Exercise description =
Wherever the listing has a line with the string "trim", copy that line out.
+===+
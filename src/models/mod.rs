mod task;

pub use task::{parse_deadline, Priority, Task, TaskDraft, TaskId, TaskStatus, ValidDraft};
pub(crate) use task::{validate_hours, validate_title};
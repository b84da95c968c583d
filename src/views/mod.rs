//! Read-only projections of the task collection.
//!
//! Every adapter borrows the store's slice for the duration of one render, so
//! a projection cannot outlive the next mutation.

mod calendar;
mod kanban;
mod table;

use std::fmt;
use std::str::FromStr;

use serde::{Deserialize, Serialize};

use crate::error::BoardError;
use crate::models::{Priority, Task, TaskId, TaskStatus};

pub use calendar::{CalendarDay, CalendarProjection, CalendarView};
pub use kanban::{KanbanColumn, KanbanProjection, KanbanView};
pub use table::{SortDirection, TableProjection, TableSort, TableView};

#[derive(Debug, Clone, Copy, PartialEq, Eq, Hash, Default, Serialize, Deserialize)]
#[serde(rename_all = "lowercase")]
pub enum ViewKind {
    #[default]
    Kanban,
    Table,
    Calendar,
}

impl fmt::Display for ViewKind {
    fn fmt(&self, f: &mut fmt::Formatter<'_>) -> fmt::Result {
        f.write_str(match self {
            ViewKind::Kanban => "kanban",
            ViewKind::Table => "table",
            ViewKind::Calendar => "calendar",
        })
    }
}

impl FromStr for ViewKind {
    type Err = BoardError;

    fn from_str(s: &str) -> Result<Self, Self::Err> {
        match s {
            "kanban" => Ok(ViewKind::Kanban),
            "table" => Ok(ViewKind::Table),
            "calendar" => Ok(ViewKind::Calendar),
            other => Err(BoardError::validation("view", format!("unknown view '{}'", other))),
        }
    }
}

/// User action reported by a view. The controller decides what it means.
#[derive(Debug, Clone, PartialEq, Eq, Serialize, Deserialize)]
#[serde(tag = "intent", rename_all = "snake_case")]
pub enum ViewIntent {
    ActivateTask { task_id: TaskId },
    RequestCreate { status: TaskStatus },
}

/// Local narrowing applied by every view before laying out.
#[derive(Debug, Clone, Default, PartialEq, Deserialize)]
pub struct ViewFilter {
    pub q: Option<String>,
    pub priority: Option<Priority>,
}

impl ViewFilter {
    pub fn matches(&self, task: &Task) -> bool {
        if let Some(priority) = self.priority {
            if task.priority != priority {
                return false;
            }
        }
        match self.q.as_deref().map(str::trim) {
            Some(q) if !q.is_empty() => {
                let q = q.to_lowercase();
                task.title.to_lowercase().contains(&q)
                    || task.description.to_lowercase().contains(&q)
            }
            _ => true,
        }
    }

    pub(crate) fn apply<'a>(&self, tasks: &'a [Task]) -> impl Iterator<Item = &'a Task> + 'a {
        let filter = self.clone();
        tasks.iter().filter(move |t| filter.matches(t))
    }
}

#[derive(Debug, Serialize)]
#[serde(tag = "view", rename_all = "lowercase")]
pub enum Projection<'a> {
    Kanban(KanbanProjection<'a>),
    Table(TableProjection<'a>),
    Calendar(CalendarProjection<'a>),
}

impl Projection<'_> {
    pub fn kind(&self) -> ViewKind {
        match self {
            Projection::Kanban(_) => ViewKind::Kanban,
            Projection::Table(_) => ViewKind::Table,
            Projection::Calendar(_) => ViewKind::Calendar,
        }
    }

    pub fn task_count(&self) -> usize {
        match self {
            Projection::Kanban(p) => p.columns.iter().map(|c| c.tasks.len()).sum(),
            Projection::Table(p) => p.rows.len(),
            Projection::Calendar(p) => p.days.iter().map(|d| d.tasks.len()).sum(),
        }
    }
}

/// Query string accepted wherever the board is rendered: the filter plus
/// per-request table sorting and calendar paging.
#[derive(Debug, Clone, Default, Deserialize)]
pub struct ViewQuery {
    pub q: Option<String>,
    pub priority: Option<Priority>,
    pub sort: Option<TableSort>,
    pub direction: Option<SortDirection>,
    /// `YYYY-MM`
    pub month: Option<String>,
}

impl ViewQuery {
    pub fn filter(&self) -> ViewFilter {
        ViewFilter {
            q: self.q.clone(),
            priority: self.priority,
        }
    }

    /// `base` with this query's table and calendar settings laid over it.
    pub fn views(&self, base: &ViewSet) -> Result<ViewSet, BoardError> {
        let mut views = base.clone();
        if let Some(sort) = self.sort {
            views.table.sort = sort;
        }
        if let Some(direction) = self.direction {
            views.table.direction = direction;
        }
        if let Some(month) = &self.month {
            views.calendar = CalendarView::for_month(month)?;
        }
        Ok(views)
    }
}

/// Contract shared by the kanban, table and calendar layouts.
pub trait ViewAdapter {
    fn kind(&self) -> ViewKind;

    fn project<'a>(&self, tasks: &'a [Task], filter: &ViewFilter) -> Projection<'a>;
}

/// The adapter configuration the board renders with.
#[derive(Debug, Clone, Default)]
pub struct ViewSet {
    pub kanban: KanbanView,
    pub table: TableView,
    pub calendar: CalendarView,
}

impl ViewSet {
    pub fn adapter(&self, kind: ViewKind) -> &dyn ViewAdapter {
        match kind {
            ViewKind::Kanban => &self.kanban,
            ViewKind::Table => &self.table,
            ViewKind::Calendar => &self.calendar,
        }
    }
}


#[cfg(test)]
mod tests {
    use super::test_support::task;
    use super::*;

    #[test]
    fn filter_matches_text_and_priority() {
        let mut t = task("1", "Wedding invitations", TaskStatus::Todo, Priority::High, 3);
        t.description = "Letterpress on cotton stock".into();

        let by_text = ViewFilter { q: Some("COTTON".into()), priority: None };
        assert!(by_text.matches(&t));

        let by_priority = ViewFilter { q: None, priority: Some(Priority::Low) };
        assert!(!by_priority.matches(&t));

        assert!(ViewFilter::default().matches(&t));
    }

    #[test]
    fn every_kind_renders_through_its_adapter() {
        let tasks = vec![task("1", "Flyers", TaskStatus::Todo, Priority::Low, 4)];
        let views = ViewSet::default();
        for kind in [ViewKind::Kanban, ViewKind::Table, ViewKind::Calendar] {
            let projection = views.adapter(kind).project(&tasks, &ViewFilter::default());
            assert_eq!(projection.kind(), kind);
            assert_eq!(projection.task_count(), 1);
        }
    }

    #[test]
    fn view_kind_parses_its_display_form() {
        for kind in [ViewKind::Kanban, ViewKind::Table, ViewKind::Calendar] {
            assert_eq!(kind.to_string().parse::<ViewKind>().unwrap(), kind);
        }
        assert!("gantt".parse::<ViewKind>().is_err());
    }

    #[test]
    fn query_overrides_table_and_calendar_settings() {
        let query = ViewQuery {
            sort: Some(TableSort::Title),
            direction: Some(SortDirection::Desc),
            month: Some("2026-12".into()),
            ..ViewQuery::default()
        };
        let views = query.views(&ViewSet::default()).unwrap();
        assert_eq!(views.table.sort, TableSort::Title);
        assert_eq!(views.table.direction, SortDirection::Desc);
        assert_eq!(views.calendar.month, Some((2026, 12)));

        let untouched = ViewQuery::default().views(&views).unwrap();
        assert_eq!(untouched.table.sort, TableSort::Title);

        let bad = ViewQuery { month: Some("12/2026".into()), ..ViewQuery::default() };
        assert!(bad.views(&ViewSet::default()).is_err());
    }
}
//! Task board for the print-shop back office.
//!
//! One in-memory task collection, projected through kanban, table and
//! calendar views, with drag-and-drop status changes mirrored to remote task
//! storage.

pub mod app_state;
pub mod board;
pub mod board_api;
pub mod board_server;
pub mod board_service;
pub mod config;
pub mod drag_session;
pub mod error;
pub mod models;
pub mod persistence;
pub mod task_db;
pub mod task_store;
pub mod views;
pub mod web_socket_server;

pub use board::{BoardController, EditorTarget, Mutation, Notification, NotificationLevel};
pub use board_service::BoardService;
pub use drag_session::{DragSessionTracker, DropOutcome};
pub use error::{BoardError, Result};
pub use models::{Priority, Task, TaskDraft, TaskId, TaskStatus};
pub use persistence::{InMemoryTaskRepository, TaskRepository};
pub use task_store::{StoreEvent, TaskStore};
pub use views::{ViewFilter, ViewIntent, ViewKind, ViewQuery};
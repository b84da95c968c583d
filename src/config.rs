use std::env;
use std::net::SocketAddr;

use crate::error::ConfigError;

#[derive(Clone, Debug)]
pub struct Config {
    pub bind_addr: SocketAddr,
    pub frontend_origin: String,
    /// No URI means tasks live only in process memory.
    pub mongo_uri: Option<String>,
    pub database_name: String,
    pub tasks_collection: String,
}

impl Config {
    pub fn from_env() -> Result<Self, ConfigError> {
        dotenv::dotenv().ok();
        Self::from_lookup(|key| env::var(key).ok())
    }

    fn from_lookup<F>(lookup: F) -> Result<Self, ConfigError>
    where
        F: Fn(&str) -> Option<String>,
    {
        let bind_raw = lookup("BIND_ADDR").unwrap_or_else(|| "0.0.0.0:8080".to_string());
        let bind_addr = bind_raw.parse().map_err(|e| ConfigError::InvalidVar {
            var: "BIND_ADDR",
            message: format!("'{}': {}", bind_raw, e),
        })?;

        Ok(Self {
            bind_addr,
            frontend_origin: lookup("FRONTEND_ORIGIN")
                .unwrap_or_else(|| "http://localhost:3000".to_string()),
            mongo_uri: lookup("MONGO_URI").filter(|uri| !uri.trim().is_empty()),
            database_name: lookup("DATABASE_NAME").unwrap_or_else(|| "print_shop".to_string()),
            tasks_collection: lookup("TASKS_COLLECTION").unwrap_or_else(|| "tasks".to_string()),
        })
    }
}

#[cfg(test)]
mod tests {
    use super::*;
    use std::collections::HashMap;

    fn config(vars: &[(&str, &str)]) -> Result<Config, ConfigError> {
        let vars: HashMap<String, String> = vars
            .iter()
            .map(|(k, v)| (k.to_string(), v.to_string()))
            .collect();
        Config::from_lookup(|key| vars.get(key).cloned())
    }

    #[test]
    fn defaults_to_in_memory_storage() {
        let cfg = config(&[]).unwrap();
        assert_eq!(cfg.bind_addr.port(), 8080);
        assert_eq!(cfg.frontend_origin, "http://localhost:3000");
        assert!(cfg.mongo_uri.is_none());
        assert_eq!(cfg.database_name, "print_shop");
    }

    #[test]
    fn reads_overrides() {
        let cfg = config(&[
            ("BIND_ADDR", "127.0.0.1:9090"),
            ("MONGO_URI", "mongodb://db:27017"),
            ("TASKS_COLLECTION", "board_tasks"),
        ])
        .unwrap();
        assert_eq!(cfg.bind_addr.port(), 9090);
        assert_eq!(cfg.mongo_uri.as_deref(), Some("mongodb://db:27017"));
        assert_eq!(cfg.tasks_collection, "board_tasks");
    }

    #[test]
    fn rejects_a_bad_bind_address() {
        assert!(matches!(
            config(&[("BIND_ADDR", "localhost")]),
            Err(ConfigError::InvalidVar { var: "BIND_ADDR", .. })
        ));
    }
}
use actix::prelude::*;
use log::{debug, info};
use serde::Serialize;
use std::collections::HashMap;

use crate::board::BoardController;
use crate::task_store::{StoreEvent, SubscriptionId};

/// Store change pushed to every connected board.
#[derive(Message, Clone, Debug, Serialize)]
#[rtype(result = "()")]
pub struct BoardChanged {
    pub event: StoreEvent,
}

#[derive(Message)]
#[rtype(result = "usize")]
pub struct Connect {
    pub addr: Recipient<BoardChanged>,
}

#[derive(Message)]
#[rtype(result = "()")]
pub struct Disconnect {
    pub session_id: usize,
}

/// Fan-out hub between the task store and websocket sessions.
#[derive(Default)]
pub struct BoardServer {
    sessions: HashMap<usize, Recipient<BoardChanged>>,
    next_id: usize,
}

impl BoardServer {
    pub fn new() -> Self {
        Self::default()
    }
}

/// Push every store change on `board` to the hub.
pub fn forward_store_events(board: &mut BoardController, server: Addr<BoardServer>) -> SubscriptionId {
    board.subscribe(move |event| server.do_send(BoardChanged { event: event.clone() }))
}

impl Actor for BoardServer {
    type Context = Context<Self>;
}

impl Handler<Connect> for BoardServer {
    type Result = usize;

    fn handle(&mut self, msg: Connect, _: &mut Context<Self>) -> usize {
        self.next_id += 1;
        let id = self.next_id;
        self.sessions.insert(id, msg.addr);
        info!("Board session {} connected ({} open)", id, self.sessions.len());
        id
    }
}

impl Handler<Disconnect> for BoardServer {
    type Result = ();

    fn handle(&mut self, msg: Disconnect, _: &mut Context<Self>) {
        if self.sessions.remove(&msg.session_id).is_some() {
            info!("Board session {} disconnected", msg.session_id);
        }
    }
}

impl Handler<BoardChanged> for BoardServer {
    type Result = ();

    fn handle(&mut self, msg: BoardChanged, _: &mut Context<Self>) {
        debug!("broadcasting {:?} to {} sessions", msg.event, self.sessions.len());
        for addr in self.sessions.values() {
            addr.do_send(msg.clone());
        }
    }
}

#[cfg(test)]
mod tests {
    use super::*;
    use crate::board_service::BoardService;
    use crate::models::{TaskDraft, TaskId, TaskStatus};
    use crate::persistence::InMemoryTaskRepository;
    use std::sync::{Arc, Mutex};

    /// Stand-in for a websocket session that records what it was sent.
    struct Listener {
        seen: Arc<Mutex<Vec<StoreEvent>>>,
    }

    impl Actor for Listener {
        type Context = Context<Self>;
    }

    impl Handler<BoardChanged> for Listener {
        type Result = ();

        fn handle(&mut self, msg: BoardChanged, _: &mut Context<Self>) {
            self.seen.lock().unwrap().push(msg.event);
        }
    }

    #[derive(Message)]
    #[rtype(result = "()")]
    struct Flush;

    impl Handler<Flush> for Listener {
        type Result = ();

        fn handle(&mut self, _: Flush, _: &mut Context<Self>) {}
    }

    fn listener() -> (Addr<Listener>, Arc<Mutex<Vec<StoreEvent>>>) {
        let seen = Arc::new(Mutex::new(Vec::new()));
        (Listener { seen: seen.clone() }.start(), seen)
    }

    #[actix::test]
    async fn broadcasts_to_connected_sessions_only() {
        let server = BoardServer::new().start();
        let (listener, seen) = listener();

        let id = server.send(Connect { addr: listener.clone().recipient() }).await.unwrap();
        let event = StoreEvent::Deleted { task_id: TaskId::from("t1") };
        server.send(BoardChanged { event: event.clone() }).await.unwrap();

        server.send(Disconnect { session_id: id }).await.unwrap();
        server
            .send(BoardChanged { event: StoreEvent::Reloaded { count: 0 } })
            .await
            .unwrap();

        listener.send(Flush).await.unwrap();
        assert_eq!(*seen.lock().unwrap(), vec![event]);
    }

    #[actix::test]
    async fn board_changes_reach_connected_sessions() {
        let server = BoardServer::new().start();
        let (listener, seen) = listener();
        server.send(Connect { addr: listener.clone().recipient() }).await.unwrap();

        let service = BoardService::load(Arc::new(InMemoryTaskRepository::new())).await.unwrap();
        forward_store_events(&mut *service.lock().await, server.clone());

        let mut draft = TaskDraft::new_in(TaskStatus::Todo);
        draft.title = "Letterheads".into();
        draft.deadline = "2026-11-02".into();
        let created = service.apply(|b| b.create_task(&draft)).await.unwrap();
        let task_id = created.task().task_id.clone();
        service.apply(|b| b.change_status(&task_id, "review")).await.unwrap();

        // drain the hub, then the session
        server.send(Disconnect { session_id: 0 }).await.unwrap();
        listener.send(Flush).await.unwrap();
        assert_eq!(
            *seen.lock().unwrap(),
            vec![
                StoreEvent::Added { task_id: task_id.clone() },
                StoreEvent::StatusChanged {
                    task_id,
                    from: TaskStatus::Todo,
                    to: TaskStatus::Review,
                },
            ]
        );
    }
}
+===+
Finished task =
        match self.q.as_deref().map(str::trim) {
            mongo_uri: lookup("MONGO_URI").filter(|uri| !uri.trim().is_empty()),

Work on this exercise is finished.